■ Problem to work on
Work through the records that follow and return each line containing the word "words".

Given records below:

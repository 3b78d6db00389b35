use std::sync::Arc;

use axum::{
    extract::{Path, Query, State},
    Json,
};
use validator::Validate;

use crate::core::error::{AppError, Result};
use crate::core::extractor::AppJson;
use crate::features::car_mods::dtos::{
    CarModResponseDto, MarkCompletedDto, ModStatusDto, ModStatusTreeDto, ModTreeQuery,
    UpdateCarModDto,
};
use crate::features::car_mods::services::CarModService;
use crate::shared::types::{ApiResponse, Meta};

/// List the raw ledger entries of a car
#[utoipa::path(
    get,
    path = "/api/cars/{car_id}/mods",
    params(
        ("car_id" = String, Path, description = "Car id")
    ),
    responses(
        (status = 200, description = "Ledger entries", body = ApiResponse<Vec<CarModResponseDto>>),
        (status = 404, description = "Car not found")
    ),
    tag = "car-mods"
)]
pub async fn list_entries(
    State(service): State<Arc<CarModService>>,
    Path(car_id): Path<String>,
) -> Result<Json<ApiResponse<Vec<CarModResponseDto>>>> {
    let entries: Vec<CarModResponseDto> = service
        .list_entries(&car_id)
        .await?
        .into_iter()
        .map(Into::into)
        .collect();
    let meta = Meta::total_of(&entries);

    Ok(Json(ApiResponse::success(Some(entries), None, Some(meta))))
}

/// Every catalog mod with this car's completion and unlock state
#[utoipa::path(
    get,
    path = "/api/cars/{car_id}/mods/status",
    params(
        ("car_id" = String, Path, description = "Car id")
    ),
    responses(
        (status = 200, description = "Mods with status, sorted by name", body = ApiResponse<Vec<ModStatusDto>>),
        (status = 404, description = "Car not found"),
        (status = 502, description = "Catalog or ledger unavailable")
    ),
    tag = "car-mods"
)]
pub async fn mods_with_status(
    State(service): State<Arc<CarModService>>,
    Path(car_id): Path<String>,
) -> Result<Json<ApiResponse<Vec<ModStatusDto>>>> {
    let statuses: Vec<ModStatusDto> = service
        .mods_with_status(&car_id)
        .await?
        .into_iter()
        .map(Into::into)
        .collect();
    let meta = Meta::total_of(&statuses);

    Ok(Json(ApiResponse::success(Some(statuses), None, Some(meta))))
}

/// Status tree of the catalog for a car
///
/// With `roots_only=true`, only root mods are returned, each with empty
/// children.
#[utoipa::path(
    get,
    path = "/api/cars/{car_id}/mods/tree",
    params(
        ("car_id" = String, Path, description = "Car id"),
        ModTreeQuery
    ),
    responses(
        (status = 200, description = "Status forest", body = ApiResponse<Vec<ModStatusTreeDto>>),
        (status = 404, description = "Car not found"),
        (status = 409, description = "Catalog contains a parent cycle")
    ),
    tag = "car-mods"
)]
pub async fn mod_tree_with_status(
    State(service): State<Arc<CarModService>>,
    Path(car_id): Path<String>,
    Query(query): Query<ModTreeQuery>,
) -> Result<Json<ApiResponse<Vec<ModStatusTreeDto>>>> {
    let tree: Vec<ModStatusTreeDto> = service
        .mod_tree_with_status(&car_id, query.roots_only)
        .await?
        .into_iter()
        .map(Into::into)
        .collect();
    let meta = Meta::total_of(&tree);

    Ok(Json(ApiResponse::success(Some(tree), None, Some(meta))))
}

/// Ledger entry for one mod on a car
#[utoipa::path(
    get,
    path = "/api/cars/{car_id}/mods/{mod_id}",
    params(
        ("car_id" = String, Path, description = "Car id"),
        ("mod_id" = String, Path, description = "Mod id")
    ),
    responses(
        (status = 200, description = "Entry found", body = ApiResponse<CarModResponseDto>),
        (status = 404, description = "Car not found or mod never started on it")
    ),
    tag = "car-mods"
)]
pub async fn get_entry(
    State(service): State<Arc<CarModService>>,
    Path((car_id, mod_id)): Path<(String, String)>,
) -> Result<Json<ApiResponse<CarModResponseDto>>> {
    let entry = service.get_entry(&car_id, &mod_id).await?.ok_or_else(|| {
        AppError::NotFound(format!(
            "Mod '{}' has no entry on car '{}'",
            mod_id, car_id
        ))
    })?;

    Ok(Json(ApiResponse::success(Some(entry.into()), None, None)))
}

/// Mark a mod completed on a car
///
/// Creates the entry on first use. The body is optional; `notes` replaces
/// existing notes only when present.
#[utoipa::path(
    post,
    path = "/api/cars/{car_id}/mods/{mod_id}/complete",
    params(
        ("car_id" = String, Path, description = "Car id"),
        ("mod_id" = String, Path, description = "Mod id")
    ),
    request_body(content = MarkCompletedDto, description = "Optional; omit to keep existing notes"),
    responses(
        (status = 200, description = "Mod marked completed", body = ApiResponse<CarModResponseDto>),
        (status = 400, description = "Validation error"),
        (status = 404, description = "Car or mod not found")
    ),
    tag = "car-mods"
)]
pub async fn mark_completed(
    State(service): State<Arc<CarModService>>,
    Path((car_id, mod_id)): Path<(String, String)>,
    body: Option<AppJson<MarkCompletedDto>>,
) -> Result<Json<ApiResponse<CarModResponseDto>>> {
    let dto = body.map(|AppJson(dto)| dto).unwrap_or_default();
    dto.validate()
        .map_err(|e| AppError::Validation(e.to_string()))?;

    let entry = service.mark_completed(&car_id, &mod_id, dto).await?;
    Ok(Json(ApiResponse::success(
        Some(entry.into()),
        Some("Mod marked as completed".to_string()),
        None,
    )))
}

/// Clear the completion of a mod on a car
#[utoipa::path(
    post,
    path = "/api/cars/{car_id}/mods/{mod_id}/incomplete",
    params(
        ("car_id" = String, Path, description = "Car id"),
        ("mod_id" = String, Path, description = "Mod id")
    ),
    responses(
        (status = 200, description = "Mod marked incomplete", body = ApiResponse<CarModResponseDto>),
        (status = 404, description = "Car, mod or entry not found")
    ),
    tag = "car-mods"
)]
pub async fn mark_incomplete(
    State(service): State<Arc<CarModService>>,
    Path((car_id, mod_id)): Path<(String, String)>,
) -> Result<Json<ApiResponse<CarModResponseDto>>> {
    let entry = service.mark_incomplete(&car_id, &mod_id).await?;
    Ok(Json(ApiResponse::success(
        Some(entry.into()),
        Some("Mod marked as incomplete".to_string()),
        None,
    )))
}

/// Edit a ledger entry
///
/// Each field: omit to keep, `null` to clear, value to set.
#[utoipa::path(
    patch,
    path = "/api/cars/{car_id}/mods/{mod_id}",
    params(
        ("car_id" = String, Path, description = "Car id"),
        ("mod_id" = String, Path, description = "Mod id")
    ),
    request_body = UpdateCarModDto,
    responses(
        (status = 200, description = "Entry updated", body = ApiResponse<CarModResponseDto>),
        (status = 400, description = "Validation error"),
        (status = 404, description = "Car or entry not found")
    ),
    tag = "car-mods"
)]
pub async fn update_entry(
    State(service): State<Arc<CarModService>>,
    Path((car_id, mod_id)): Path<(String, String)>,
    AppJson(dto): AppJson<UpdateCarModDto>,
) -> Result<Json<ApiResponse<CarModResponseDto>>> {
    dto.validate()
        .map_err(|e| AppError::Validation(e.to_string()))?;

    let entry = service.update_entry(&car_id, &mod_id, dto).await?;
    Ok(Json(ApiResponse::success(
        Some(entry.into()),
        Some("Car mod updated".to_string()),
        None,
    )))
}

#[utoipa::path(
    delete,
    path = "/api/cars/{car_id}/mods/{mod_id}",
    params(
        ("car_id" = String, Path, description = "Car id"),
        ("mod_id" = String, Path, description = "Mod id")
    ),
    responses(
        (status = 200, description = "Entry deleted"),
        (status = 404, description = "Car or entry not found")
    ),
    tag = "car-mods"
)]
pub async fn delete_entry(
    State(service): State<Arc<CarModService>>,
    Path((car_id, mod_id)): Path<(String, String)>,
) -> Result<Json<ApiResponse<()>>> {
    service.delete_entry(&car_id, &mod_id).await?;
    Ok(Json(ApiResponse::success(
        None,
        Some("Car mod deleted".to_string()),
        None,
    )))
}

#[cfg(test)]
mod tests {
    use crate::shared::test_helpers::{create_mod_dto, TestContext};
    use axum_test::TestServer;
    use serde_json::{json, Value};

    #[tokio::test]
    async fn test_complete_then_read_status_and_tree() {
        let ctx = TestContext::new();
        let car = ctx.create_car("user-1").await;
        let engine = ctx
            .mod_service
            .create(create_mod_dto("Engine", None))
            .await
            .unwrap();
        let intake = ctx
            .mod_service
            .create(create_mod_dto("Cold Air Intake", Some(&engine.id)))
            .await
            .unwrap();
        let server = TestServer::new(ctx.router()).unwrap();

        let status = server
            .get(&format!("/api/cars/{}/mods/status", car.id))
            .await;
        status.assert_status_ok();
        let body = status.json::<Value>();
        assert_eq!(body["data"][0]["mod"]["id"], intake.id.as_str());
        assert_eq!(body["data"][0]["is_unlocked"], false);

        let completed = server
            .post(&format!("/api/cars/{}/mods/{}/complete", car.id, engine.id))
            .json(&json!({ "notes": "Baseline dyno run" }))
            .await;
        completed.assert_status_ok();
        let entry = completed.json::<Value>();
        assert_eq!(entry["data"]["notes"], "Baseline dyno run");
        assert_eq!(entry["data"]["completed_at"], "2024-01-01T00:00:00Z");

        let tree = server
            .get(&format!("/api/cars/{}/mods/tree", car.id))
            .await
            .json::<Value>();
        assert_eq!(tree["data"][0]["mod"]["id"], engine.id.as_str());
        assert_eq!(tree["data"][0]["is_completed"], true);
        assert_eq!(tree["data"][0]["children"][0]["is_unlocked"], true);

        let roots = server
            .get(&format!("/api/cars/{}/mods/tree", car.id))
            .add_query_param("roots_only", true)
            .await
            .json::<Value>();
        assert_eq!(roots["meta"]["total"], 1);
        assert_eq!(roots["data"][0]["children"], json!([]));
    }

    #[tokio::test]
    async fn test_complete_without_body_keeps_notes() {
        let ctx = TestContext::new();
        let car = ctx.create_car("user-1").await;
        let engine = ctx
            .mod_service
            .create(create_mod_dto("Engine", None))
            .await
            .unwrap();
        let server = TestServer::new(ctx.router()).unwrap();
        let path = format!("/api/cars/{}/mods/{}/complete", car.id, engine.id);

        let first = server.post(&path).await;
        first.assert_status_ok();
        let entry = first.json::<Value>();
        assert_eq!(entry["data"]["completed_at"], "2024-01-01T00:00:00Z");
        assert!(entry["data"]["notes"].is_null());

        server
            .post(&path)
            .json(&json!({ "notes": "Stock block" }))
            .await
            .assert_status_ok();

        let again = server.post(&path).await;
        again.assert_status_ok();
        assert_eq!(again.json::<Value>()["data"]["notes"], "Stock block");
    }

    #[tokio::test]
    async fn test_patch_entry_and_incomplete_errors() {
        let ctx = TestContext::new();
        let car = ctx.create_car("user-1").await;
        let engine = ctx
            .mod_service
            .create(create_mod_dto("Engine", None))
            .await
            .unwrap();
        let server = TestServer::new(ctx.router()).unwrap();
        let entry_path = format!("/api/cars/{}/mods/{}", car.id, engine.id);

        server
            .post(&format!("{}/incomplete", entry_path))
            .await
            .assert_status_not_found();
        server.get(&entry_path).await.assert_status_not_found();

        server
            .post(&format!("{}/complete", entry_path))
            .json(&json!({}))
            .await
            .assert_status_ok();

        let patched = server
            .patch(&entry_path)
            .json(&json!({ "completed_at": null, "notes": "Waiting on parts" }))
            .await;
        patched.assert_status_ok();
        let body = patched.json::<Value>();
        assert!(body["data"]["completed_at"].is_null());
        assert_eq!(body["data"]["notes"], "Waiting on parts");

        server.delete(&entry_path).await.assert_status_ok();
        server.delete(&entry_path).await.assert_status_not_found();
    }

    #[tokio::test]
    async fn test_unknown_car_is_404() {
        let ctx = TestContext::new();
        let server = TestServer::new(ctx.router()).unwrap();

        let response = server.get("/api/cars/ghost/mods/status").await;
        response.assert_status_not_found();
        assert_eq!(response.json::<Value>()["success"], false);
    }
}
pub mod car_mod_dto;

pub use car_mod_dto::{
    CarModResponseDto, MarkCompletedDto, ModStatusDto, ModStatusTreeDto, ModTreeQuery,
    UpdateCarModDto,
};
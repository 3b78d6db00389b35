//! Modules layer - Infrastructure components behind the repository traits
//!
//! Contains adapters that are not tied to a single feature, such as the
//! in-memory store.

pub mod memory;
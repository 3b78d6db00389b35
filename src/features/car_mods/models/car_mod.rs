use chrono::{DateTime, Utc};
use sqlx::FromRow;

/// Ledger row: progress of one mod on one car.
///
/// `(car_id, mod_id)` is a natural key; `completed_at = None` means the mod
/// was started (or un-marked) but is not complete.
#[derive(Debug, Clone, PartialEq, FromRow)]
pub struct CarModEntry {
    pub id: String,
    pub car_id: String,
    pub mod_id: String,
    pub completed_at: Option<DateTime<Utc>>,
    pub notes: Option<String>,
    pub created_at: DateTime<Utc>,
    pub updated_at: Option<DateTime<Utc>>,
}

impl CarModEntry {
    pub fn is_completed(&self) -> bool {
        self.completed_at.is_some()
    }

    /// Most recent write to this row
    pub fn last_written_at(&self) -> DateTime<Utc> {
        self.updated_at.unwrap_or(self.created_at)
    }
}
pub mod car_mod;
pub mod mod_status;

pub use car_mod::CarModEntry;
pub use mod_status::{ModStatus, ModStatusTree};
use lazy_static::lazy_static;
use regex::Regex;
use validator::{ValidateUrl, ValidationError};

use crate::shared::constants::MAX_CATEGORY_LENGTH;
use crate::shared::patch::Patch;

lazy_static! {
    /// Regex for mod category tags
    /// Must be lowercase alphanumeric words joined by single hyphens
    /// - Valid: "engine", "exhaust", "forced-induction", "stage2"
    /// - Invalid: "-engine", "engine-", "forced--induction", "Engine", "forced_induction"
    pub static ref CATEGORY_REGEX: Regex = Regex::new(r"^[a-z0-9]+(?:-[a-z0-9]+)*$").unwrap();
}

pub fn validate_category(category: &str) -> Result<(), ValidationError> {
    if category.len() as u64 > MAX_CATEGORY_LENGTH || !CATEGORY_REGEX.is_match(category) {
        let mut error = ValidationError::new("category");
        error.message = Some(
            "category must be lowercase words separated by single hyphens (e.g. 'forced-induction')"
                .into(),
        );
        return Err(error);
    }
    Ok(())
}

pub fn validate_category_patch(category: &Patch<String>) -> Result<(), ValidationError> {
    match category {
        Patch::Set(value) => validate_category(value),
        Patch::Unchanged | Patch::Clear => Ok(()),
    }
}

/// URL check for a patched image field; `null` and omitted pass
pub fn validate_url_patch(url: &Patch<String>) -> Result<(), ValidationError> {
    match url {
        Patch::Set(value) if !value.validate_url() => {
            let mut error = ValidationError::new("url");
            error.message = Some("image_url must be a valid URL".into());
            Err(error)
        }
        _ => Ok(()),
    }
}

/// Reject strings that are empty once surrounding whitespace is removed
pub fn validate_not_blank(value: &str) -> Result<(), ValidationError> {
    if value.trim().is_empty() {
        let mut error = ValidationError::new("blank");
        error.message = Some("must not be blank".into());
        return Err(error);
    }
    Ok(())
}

End of Given records.

■ Result
    /// Must be lowercase alphanumeric words joined by single hyphens
            "category must be lowercase words separated by single hyphens (e.g. 'forced-induction')"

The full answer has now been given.